▶ **DIRECTIONS FOR THIS TASK**
Every line below between the one holding "use super::DuplexBridge;" and the one holding "let (mut inbound, mut", inclusive, should be copied exactly, and no other line.
§ §
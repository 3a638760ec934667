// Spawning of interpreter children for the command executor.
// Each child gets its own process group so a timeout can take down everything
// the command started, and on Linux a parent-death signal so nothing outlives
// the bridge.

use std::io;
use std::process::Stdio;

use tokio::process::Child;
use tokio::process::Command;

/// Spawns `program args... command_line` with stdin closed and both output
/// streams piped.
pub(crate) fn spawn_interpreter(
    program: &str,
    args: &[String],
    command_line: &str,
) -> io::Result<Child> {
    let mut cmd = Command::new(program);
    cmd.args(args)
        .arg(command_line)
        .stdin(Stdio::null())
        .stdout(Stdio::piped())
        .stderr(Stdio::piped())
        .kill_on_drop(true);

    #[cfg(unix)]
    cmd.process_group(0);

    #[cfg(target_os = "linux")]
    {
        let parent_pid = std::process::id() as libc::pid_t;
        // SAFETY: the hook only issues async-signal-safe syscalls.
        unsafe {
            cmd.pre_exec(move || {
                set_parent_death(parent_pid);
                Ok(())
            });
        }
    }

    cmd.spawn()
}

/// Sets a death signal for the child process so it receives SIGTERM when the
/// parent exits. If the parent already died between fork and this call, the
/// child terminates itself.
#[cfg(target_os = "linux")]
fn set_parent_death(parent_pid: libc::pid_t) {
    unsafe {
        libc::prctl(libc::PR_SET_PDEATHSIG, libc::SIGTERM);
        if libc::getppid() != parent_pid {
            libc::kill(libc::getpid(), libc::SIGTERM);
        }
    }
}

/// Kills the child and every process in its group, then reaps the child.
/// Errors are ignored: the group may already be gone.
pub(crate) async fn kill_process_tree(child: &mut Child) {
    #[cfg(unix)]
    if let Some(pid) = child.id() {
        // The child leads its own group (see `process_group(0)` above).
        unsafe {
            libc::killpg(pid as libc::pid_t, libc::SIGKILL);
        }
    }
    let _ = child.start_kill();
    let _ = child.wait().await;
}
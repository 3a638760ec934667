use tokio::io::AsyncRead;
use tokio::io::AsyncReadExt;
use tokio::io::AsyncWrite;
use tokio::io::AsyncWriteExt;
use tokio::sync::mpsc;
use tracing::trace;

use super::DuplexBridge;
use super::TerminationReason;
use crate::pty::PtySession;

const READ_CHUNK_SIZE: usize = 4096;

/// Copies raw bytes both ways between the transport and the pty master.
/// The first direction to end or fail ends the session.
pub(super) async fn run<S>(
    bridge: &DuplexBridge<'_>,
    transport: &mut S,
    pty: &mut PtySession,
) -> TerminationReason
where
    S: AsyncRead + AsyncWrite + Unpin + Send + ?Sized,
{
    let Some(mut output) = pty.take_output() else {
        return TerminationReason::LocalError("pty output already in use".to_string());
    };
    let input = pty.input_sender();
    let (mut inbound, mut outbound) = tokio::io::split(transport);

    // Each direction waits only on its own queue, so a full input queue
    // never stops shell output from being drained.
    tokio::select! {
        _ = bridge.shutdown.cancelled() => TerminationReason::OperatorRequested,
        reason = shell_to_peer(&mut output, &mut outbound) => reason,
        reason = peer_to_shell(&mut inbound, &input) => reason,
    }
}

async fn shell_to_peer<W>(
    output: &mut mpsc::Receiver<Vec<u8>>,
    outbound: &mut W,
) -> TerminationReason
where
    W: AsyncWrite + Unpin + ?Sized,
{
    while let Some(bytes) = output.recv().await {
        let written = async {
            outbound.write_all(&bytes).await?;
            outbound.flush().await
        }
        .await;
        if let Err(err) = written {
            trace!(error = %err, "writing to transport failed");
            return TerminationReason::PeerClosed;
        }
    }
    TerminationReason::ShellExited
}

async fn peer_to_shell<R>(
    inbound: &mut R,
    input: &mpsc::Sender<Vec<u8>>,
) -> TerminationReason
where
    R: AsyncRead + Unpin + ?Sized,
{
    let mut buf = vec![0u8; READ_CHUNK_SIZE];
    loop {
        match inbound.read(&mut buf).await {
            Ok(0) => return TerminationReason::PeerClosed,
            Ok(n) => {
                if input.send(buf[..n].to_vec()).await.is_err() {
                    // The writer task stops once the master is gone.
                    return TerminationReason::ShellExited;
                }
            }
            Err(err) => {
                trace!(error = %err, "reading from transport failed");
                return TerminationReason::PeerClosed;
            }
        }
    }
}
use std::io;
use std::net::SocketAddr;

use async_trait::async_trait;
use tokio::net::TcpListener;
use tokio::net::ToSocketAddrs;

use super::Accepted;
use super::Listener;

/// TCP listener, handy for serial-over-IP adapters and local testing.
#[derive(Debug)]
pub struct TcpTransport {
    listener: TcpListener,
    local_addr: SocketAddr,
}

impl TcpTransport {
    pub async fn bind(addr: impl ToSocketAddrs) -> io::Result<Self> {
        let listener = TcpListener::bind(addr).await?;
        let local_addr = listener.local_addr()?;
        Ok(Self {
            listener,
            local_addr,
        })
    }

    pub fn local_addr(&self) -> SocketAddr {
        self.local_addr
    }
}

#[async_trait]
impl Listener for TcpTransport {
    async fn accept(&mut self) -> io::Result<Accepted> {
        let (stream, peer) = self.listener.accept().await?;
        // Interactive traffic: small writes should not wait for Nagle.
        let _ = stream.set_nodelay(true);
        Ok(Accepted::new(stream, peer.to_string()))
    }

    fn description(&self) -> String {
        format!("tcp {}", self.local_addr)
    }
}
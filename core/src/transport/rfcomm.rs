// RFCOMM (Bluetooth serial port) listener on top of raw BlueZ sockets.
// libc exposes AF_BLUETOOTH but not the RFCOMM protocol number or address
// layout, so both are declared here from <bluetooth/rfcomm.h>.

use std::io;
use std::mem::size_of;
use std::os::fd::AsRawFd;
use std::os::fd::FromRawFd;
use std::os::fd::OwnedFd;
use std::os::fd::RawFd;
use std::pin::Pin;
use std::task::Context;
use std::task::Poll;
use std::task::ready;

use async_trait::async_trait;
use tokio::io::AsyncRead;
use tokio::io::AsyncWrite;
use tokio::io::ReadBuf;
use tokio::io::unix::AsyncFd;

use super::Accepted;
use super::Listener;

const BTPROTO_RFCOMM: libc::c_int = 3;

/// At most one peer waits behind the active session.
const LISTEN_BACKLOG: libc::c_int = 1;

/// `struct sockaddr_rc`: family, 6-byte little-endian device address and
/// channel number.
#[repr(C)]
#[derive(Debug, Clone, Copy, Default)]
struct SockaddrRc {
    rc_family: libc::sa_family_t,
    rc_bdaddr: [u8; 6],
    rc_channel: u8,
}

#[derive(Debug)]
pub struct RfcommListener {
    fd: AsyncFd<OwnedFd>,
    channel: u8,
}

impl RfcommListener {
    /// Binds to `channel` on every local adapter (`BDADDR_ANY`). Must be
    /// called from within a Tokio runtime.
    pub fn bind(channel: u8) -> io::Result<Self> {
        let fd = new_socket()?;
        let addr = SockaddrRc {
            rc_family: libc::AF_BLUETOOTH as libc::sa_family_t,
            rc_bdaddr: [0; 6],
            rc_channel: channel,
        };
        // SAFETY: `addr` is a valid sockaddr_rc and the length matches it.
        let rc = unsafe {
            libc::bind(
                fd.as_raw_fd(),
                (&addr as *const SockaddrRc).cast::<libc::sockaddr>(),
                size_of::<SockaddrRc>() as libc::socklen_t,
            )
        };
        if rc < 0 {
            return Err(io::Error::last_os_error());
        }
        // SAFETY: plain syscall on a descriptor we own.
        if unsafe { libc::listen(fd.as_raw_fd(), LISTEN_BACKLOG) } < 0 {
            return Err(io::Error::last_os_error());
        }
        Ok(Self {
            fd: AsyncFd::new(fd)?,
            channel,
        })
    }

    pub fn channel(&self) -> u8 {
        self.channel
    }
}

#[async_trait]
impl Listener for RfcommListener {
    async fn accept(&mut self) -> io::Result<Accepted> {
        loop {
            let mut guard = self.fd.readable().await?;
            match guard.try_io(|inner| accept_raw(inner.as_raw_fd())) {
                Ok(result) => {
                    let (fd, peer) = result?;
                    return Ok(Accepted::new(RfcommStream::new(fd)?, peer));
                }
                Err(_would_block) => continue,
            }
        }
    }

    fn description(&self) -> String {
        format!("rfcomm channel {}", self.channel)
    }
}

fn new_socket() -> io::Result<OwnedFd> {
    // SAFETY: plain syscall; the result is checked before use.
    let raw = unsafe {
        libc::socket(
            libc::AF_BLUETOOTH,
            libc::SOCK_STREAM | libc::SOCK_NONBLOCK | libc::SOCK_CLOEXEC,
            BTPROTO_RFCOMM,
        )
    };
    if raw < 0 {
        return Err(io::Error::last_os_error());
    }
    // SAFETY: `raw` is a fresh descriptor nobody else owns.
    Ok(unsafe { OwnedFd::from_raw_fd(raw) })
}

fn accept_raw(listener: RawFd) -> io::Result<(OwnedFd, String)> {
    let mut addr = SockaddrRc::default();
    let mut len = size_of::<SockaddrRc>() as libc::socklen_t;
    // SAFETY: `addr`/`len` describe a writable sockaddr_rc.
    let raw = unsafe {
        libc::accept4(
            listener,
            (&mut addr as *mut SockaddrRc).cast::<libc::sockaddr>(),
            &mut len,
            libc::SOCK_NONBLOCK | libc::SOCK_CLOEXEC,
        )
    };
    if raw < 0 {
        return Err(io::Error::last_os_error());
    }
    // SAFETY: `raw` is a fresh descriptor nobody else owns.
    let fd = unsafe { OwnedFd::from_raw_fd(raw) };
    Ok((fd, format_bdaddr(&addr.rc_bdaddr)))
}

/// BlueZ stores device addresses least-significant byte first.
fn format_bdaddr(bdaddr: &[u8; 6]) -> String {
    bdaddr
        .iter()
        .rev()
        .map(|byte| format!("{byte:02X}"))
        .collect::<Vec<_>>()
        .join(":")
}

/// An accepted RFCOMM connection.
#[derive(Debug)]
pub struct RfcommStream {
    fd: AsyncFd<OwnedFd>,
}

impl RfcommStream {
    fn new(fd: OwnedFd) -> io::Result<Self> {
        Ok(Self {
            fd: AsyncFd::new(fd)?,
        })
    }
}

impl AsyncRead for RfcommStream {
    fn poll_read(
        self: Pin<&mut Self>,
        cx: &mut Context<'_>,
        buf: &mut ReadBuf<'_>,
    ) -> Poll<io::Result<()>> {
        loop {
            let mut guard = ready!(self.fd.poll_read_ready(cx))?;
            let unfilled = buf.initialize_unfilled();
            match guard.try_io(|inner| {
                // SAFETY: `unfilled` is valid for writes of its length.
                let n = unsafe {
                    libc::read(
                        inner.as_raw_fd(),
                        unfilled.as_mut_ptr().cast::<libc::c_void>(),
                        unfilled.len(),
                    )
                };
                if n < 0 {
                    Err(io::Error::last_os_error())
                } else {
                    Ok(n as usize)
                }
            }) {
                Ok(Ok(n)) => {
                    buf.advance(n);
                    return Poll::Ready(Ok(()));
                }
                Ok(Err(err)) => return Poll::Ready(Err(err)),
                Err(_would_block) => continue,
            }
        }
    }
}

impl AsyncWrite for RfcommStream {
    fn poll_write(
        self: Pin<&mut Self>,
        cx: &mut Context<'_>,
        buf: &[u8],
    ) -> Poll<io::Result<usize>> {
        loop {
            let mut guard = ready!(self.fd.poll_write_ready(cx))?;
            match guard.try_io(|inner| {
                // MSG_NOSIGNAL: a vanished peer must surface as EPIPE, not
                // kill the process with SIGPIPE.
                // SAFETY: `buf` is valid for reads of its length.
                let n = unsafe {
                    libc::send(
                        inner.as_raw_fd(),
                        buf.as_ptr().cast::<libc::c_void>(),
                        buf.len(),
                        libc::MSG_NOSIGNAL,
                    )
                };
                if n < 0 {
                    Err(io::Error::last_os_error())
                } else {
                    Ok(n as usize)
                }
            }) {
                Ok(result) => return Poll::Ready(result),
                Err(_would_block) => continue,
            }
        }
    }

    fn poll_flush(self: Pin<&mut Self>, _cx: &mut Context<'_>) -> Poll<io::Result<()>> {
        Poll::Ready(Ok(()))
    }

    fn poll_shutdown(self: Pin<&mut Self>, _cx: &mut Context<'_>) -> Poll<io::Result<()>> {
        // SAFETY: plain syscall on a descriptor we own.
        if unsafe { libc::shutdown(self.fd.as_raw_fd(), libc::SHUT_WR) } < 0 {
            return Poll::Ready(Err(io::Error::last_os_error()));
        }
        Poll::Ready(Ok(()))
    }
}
§ §
▶ **RESULT OF THE EXERCISE**
use super::DuplexBridge;
use super::TerminationReason;
use crate::pty::PtySession;

const READ_CHUNK_SIZE: usize = 4096;

/// Copies raw bytes both ways between the transport and the pty master.
/// The first direction to end or fail ends the session.
pub(super) async fn run<S>(
    bridge: &DuplexBridge<'_>,
    transport: &mut S,
    pty: &mut PtySession,
) -> TerminationReason
where
    S: AsyncRead + AsyncWrite + Unpin + Send + ?Sized,
{
    let Some(mut output) = pty.take_output() else {
        return TerminationReason::LocalError("pty output already in use".to_string());
    };
    let input = pty.input_sender();
    let (mut inbound, mut outbound) = tokio::io::split(transport);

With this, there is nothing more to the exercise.